30/03/2012, 07:55:37 AM

by Atul Hatwal

This morning it’s a cold new world. But as the shock passes and the harsh reality of George Galloway’s crushing victory begins to sink in, the questions will become louder and more insistent. Two in particular will dominate: How could this happen? And what does it mean for the leader?

The party briefers will try to box this result as a freak. They will cite the combined effect of the swing from Labour towards Respect among the British Pakistani community and the collapse in Tory vote as a localised one-off.

They will be wrong.

The vote demonstrates two critical points: first, hell will freeze over before large numbers of Tories switch to Labour. After the week the Tories have had, it’s not surprising their vote was down. But Labour picked up no Conservative switchers and remains toxic to swing voters.

The reality is, for too many people, Labour under Ed Miliband is not a viable alternative. The polls on leadership and economic competence have been unrelenting since he became leader.

Earlier this month the Guardian’s ICM poll placed David Cameron and George Osborne 17% ahead of Ed Miliband and Ed Balls on managing the economy 42% to 25%.  Meanwhile YouGov’s latest March figures on peoples’ preference to be prime minister had David Cameron 20% ahead of Ed Miliband 38% to 18% – that’s double the lead he held at the same point last year.

Second, the British Pakistani community has sent a clear signal to a party that has long taken their vote for granted: no more. Labour has spent two years since the general election agonising about Mrs.Duffy, Englishness and what are euphemistically called “white working class issues”. Well, congratulations, this is the result.

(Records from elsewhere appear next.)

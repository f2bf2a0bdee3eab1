//! Adapts an `FfiHost` function table to the core `Transport` and `Timer`
//! traits.
//!
//! Continuations cannot cross the C boundary, so the bridge parks them in
//! maps keyed by the ids it hands to the host and looks them up again when
//! the host calls back. No map borrow is held while calling into the host or
//! into the session.

use std::cell::{Cell, RefCell};
use std::collections::HashMap;
use std::rc::{Rc, Weak};
use std::time::Duration;

use xhr_core::{Completion, Responder, Timer, TimerHandle, Transport, TransportResponse, TransportTask};

use crate::types::{FfiHost, FfiStatus, OwnedRequest};

enum PendingCall {
    /// Started; waiting for success or fail.
    Waiting(Responder),
    /// Resolved; waiting for complete.
    Resolved(Completion),
}

pub(crate) struct HostBridge {
    host: FfiHost,
    me: Weak<HostBridge>,
    calls: RefCell<HashMap<u64, PendingCall>>,
    timers: RefCell<HashMap<u64, Box<dyn FnOnce()>>>,
    next_call: Cell<u64>,
    next_timer: Cell<u64>,
}

impl HostBridge {
    pub(crate) fn new(host: FfiHost) -> Rc<Self> {
        Rc::new_cyclic(|me| Self {
            host,
            me: me.clone(),
            calls: RefCell::new(HashMap::new()),
            timers: RefCell::new(HashMap::new()),
            next_call: Cell::new(1),
            next_timer: Cell::new(1),
        })
    }

    fn take_call(&self, call_id: u64) -> Option<PendingCall> {
        self.calls.borrow_mut().remove(&call_id)
    }

    fn is_waiting(&self, call_id: u64) -> bool {
        matches!(self.calls.borrow().get(&call_id), Some(PendingCall::Waiting(_)))
    }

    pub(crate) fn has_pending_calls(&self) -> bool {
        !self.calls.borrow().is_empty()
    }

    fn resolve(
        &self,
        call_id: u64,
        response: TransportResponse,
        report: fn(Responder, TransportResponse) -> Completion,
    ) -> FfiStatus {
        match self.take_call(call_id) {
            Some(PendingCall::Waiting(responder)) => {
                let completion = report(responder, response);
                self.calls
                    .borrow_mut()
                    .insert(call_id, PendingCall::Resolved(completion));
                FfiStatus::Ok
            }
            Some(resolved @ PendingCall::Resolved(_)) => {
                tracing::warn!(call_id, "call already resolved");
                self.calls.borrow_mut().insert(call_id, resolved);
                FfiStatus::InvalidState
            }
            None => FfiStatus::UnknownCall,
        }
    }

    pub(crate) fn succeed(&self, call_id: u64, response: TransportResponse) -> FfiStatus {
        self.resolve(call_id, response, Responder::success)
    }

    pub(crate) fn fail(&self, call_id: u64, response: TransportResponse) -> FfiStatus {
        self.resolve(call_id, response, Responder::fail)
    }

    pub(crate) fn complete(&self, call_id: u64) -> FfiStatus {
        match self.take_call(call_id) {
            Some(PendingCall::Resolved(completion)) => {
                completion.complete();
                FfiStatus::Ok
            }
            Some(PendingCall::Waiting(responder)) => {
                tracing::warn!(call_id, "complete before success or fail, treating as failure");
                drop(responder);
                FfiStatus::Ok
            }
            None => FfiStatus::UnknownCall,
        }
    }

    pub(crate) fn fire_timer(&self, timer_id: u64) -> FfiStatus {
        let callback = self.timers.borrow_mut().remove(&timer_id);
        match callback {
            Some(callback) => {
                callback();
                FfiStatus::Ok
            }
            None => FfiStatus::UnknownCall,
        }
    }

    /// Drop every parked continuation. Each may call back into the bridge
    /// while dropping, so the maps are emptied before anything is dropped.
    pub(crate) fn clear(&self) {
        let calls = std::mem::take(&mut *self.calls.borrow_mut());
        drop(calls);
        let timers = std::mem::take(&mut *self.timers.borrow_mut());
        drop(timers);
    }
}

impl Transport for HostBridge {
    fn request(&self, request: xhr_core::TransportRequest, responder: Responder) -> Box<dyn TransportTask> {
        let call_id = self.next_call.get();
        self.next_call.set(call_id + 1);
        let task = Box::new(HostTask {
            bridge: self.me.clone(),
            call_id,
        });

        let Some(start) = self.host.request else {
            tracing::warn!(call_id, "host has no request callback");
            drop(responder);
            return task;
        };
        // Park first: the host may answer before `start` returns.
        self.calls
            .borrow_mut()
            .insert(call_id, PendingCall::Waiting(responder));
        let owned = OwnedRequest::from_core(request);
        let view = owned.view(call_id);
        unsafe { start(self.host.ctx, &view) };
        task
    }
}

impl Timer for HostBridge {
    fn schedule(&self, delay: Duration, callback: Box<dyn FnOnce()>) -> TimerHandle {
        let timer_id = self.next_timer.get();
        self.next_timer.set(timer_id + 1);
        match self.host.schedule {
            Some(schedule) => {
                self.timers.borrow_mut().insert(timer_id, callback);
                let delay_ms = u64::try_from(delay.as_millis()).unwrap_or(u64::MAX);
                unsafe { schedule(self.host.ctx, timer_id, delay_ms) };
            }
            None => tracing::warn!(timer_id, "host has no schedule callback, timer dropped"),
        }
        TimerHandle(timer_id)
    }

    fn cancel(&self, handle: TimerHandle) {
        let removed = self.timers.borrow_mut().remove(&handle.0);
        if removed.is_none() {
            return;
        }
        drop(removed);
        if let Some(cancel) = self.host.cancel {
            unsafe { cancel(self.host.ctx, handle.0) };
        }
    }
}

struct HostTask {
    bridge: Weak<HostBridge>,
    call_id: u64,
}

impl TransportTask for HostTask {
    fn abort(&self) {
        let Some(bridge) = self.bridge.upgrade() else {
            return;
        };
        if !bridge.is_waiting(self.call_id) {
            return;
        }
        match bridge.host.abort {
            Some(abort) => unsafe { abort(bridge.host.ctx, self.call_id) },
            None => tracing::warn!(call_id = self.call_id, "host has no abort callback"),
        }
    }
}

Simply cranking the handle on decaying community political machines and expecting the sheep to file through the pen will not work forever. When George Galloway condemned Labour’s use of “biraderi” or clan-based politics last night, he was right.

At some point Labour as a party will have to engage with its former ethnic minority supporters rather than just assume they will be there, regardless of whatever the party does.

But in one sense, there really is no excuse for such total and utter shock. This isn’t the first time that a feeling has taken hold in a formerly Labour supporting electorate that the party is no longer upto  leading or even interested in the local community.

What just happened in Bradford now happens in Scotland as a matter of course.  For Alex Salmond read George Galloway and the pattern begins to look a little more familiar.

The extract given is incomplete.